I was never a great pianist. I wanted to be, but I started too late. I took my first piano lessons at thirteen years old and didn’t get serious until high school. There are very few great pianists who started lessons later than six. Paderewski, who started seriously at twelve, comes to mind – and in terms of technique he was never in the top echelon.
Piano technique is mostly in the brain: It’s the neurons which transmit signals to the nerves that fire the muscles in the fingers, arms, and feet – the reading center of the brain is also engaged when site reading. (Disclosure: I have never been a particularly good sight reader – I always study the score laboriously in advance before I sound it out on the piano.) Thus, with the proper training, anyone can become a competent pianist unless there is a disabling physical condition. Getting beyond the level of competence is another matter. If I had started lessons earlier, I might have been a great pianist. But there are many pianists who are technically and musically wonderful yet have difficulty eking out a living – let alone going on to a noteworthy career.

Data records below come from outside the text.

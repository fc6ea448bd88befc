use std::num::NonZeroUsize;
use std::time::Duration;

use lru::LruCache;
use parking_lot::Mutex;
use tokio::time::Instant;

use crate::BlobId;

pub const DEFAULT_CACHE_TTL: Duration = Duration::from_secs(2 * 24 * 60 * 60);
pub const DEFAULT_CACHE_CAPACITY: usize = 100_000;

struct CacheEntry {
    member: String,
    expires_at: Instant,
}

/// Remembers which writable member last confirmed holding a blob.
///
/// Entries expire after the TTL, and the least recently used ones are evicted
/// beyond the capacity. Purely advisory, callers must confirm a hit with the
/// member.
pub struct LocationCache {
    entries: Mutex<LruCache<BlobId, CacheEntry>>,
    ttl: Duration,
}

impl LocationCache {
    pub fn new(capacity: NonZeroUsize, ttl: Duration) -> Self {
        Self {
            entries: Mutex::new(LruCache::new(capacity)),
            ttl,
        }
    }

    /// Returns the member name cached for the id, if any and not expired.
    pub fn get(&self, id: &BlobId) -> Option<String> {
        let mut entries = self.entries.lock();
        match entries.get(id) {
            Some(entry) if entry.expires_at > Instant::now() => return Some(entry.member.clone()),
            Some(_) => {}
            None => return None,
        }

        entries.pop(id);
        None
    }

    pub fn put(&self, id: BlobId, member: String) {
        let expires_at = Instant::now() + self.ttl;
        self.entries
            .lock()
            .put(id, CacheEntry { member, expires_at });
    }

    pub fn invalidate(&self, id: &BlobId) {
        self.entries.lock().pop(id);
    }

    pub fn clear(&self) {
        self.entries.lock().clear();
    }

    /// Number of entries, expired ones not yet dropped included.
    pub fn len(&self) -> usize {
        self.entries.lock().len()
    }

    pub fn is_empty(&self) -> bool {
        self.len() == 0
    }
}

impl Default for LocationCache {
    fn default() -> Self {
        Self::new(
            NonZeroUsize::new(DEFAULT_CACHE_CAPACITY).expect("capacity must be non-zero"),
            DEFAULT_CACHE_TTL,
        )
    }
}

#[cfg(test)]
mod tests {
    use std::num::NonZeroUsize;
    use std::time::Duration;

    use super::{LocationCache, DEFAULT_CACHE_TTL};
    use crate::BlobId;

    #[test]
    fn put_get_invalidate() {
        let cache = LocationCache::default();
        let id = BlobId::from("in_one");

        assert_eq!(None, cache.get(&id));
        cache.put(id.clone(), "one".to_string());
        assert_eq!(Some("one".to_string()), cache.get(&id));

        // a later confirmation overwrites.
        cache.put(id.clone(), "two".to_string());
        assert_eq!(Some("two".to_string()), cache.get(&id));

        cache.invalidate(&id);
        assert_eq!(None, cache.get(&id));
    }

    #[tokio::test(start_paused = true)]
    async fn entries_expire() {
        let cache = LocationCache::default();
        let id = BlobId::from("in_one");
        cache.put(id.clone(), "one".to_string());

        tokio::time::advance(DEFAULT_CACHE_TTL - Duration::from_secs(1)).await;
        assert_eq!(Some("one".to_string()), cache.get(&id));

        tokio::time::advance(Duration::from_secs(2)).await;
        assert_eq!(None, cache.get(&id));
        assert!(cache.is_empty(), "expired entry must be dropped");
    }

    #[test]
    fn bounded_by_capacity() {
        let cache = LocationCache::new(NonZeroUsize::new(2).unwrap(), DEFAULT_CACHE_TTL);
        cache.put(BlobId::from("a"), "one".to_string());
        cache.put(BlobId::from("b"), "one".to_string());
        cache.put(BlobId::from("c"), "one".to_string());

        assert_eq!(2, cache.len());
        assert_eq!(None, cache.get(&BlobId::from("a")));
        assert_eq!(Some("one".to_string()), cache.get(&BlobId::from("c")));
    }
}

What is technique? The casual listener might think of technique as the ability to put the right finger on the right note at the right time. But there is oh so much more: Pedaling, dynamics, tone production, playing off a hall’s acoustics. Really, technique is the ability to physically project one’s musical thoughts through the instrument – whether that be the piano, violin, vocal chords, or conductor’s baton. Of course, that presupposes that the performer actually has his/her own thoughts about the music, rather than the recycled thinking of their teacher or the recordings they’ve listened to.
History is filled with pianists with remarkable technique. Relatively few of the great pianists, such as Schnabel, experienced frequent technical lapses. The list of octogenarian classical pianists is impressive as well. But while pianists are luckier than singers – as fingers hold up longer than vocal chords – very few, such as Earl Wild and Vladimir Horowitz, retained a large percentage of their technique into old age (and no one with ears and objectivity would pretend that either played on the same level in their 80s as they did in their 40s – whatever the increase in musical perception). Too many have had careers limited by occupational injuries, such as Gary Graffman and Leon Fleisher – the latter has made a recent recovery. Some, such as Josef Hofmann and Ervin Nyiregyhazi had a hand in destroying their own abilities. Others, like William Kapell and Glenn Gould, died relatively young and did not face the ravages of age or physical breakdown. There is also the question of mental deterioration, including Alzheimer’s.
Then there is my own case. From the mid-1980s to the end of the 20th Century, I worked intermittently at the piano. Life often got in the way: For a time, I didn’t have access to an instrument, so I had to use practice rooms. In 1987, I had a household accident that required surgery on my right arm and it was in a sling for a while.
Technically, I peaked around 1998-99. At the time, I was working in a piano store which had very little traffic and a generous selection of printed music, and I had a lot of time on my hands. I also had a piano in my apartment: first a console I inherited from my mother, then a small grand I refurbished. My technique was never super-human, but I could play the opening measures of Chopin’s A-flat Polonaise honestly, without using the pedal to cover insufficient fingerwork – even some famous pianists have been known to bluff this passage. I could also give a passable rendition of Scriabin’s Etude in D-sharp minor. But my life outside music was empty, I had few real friends and no one to love, and I would lay awake at night in despair. So, the piano was really all I had.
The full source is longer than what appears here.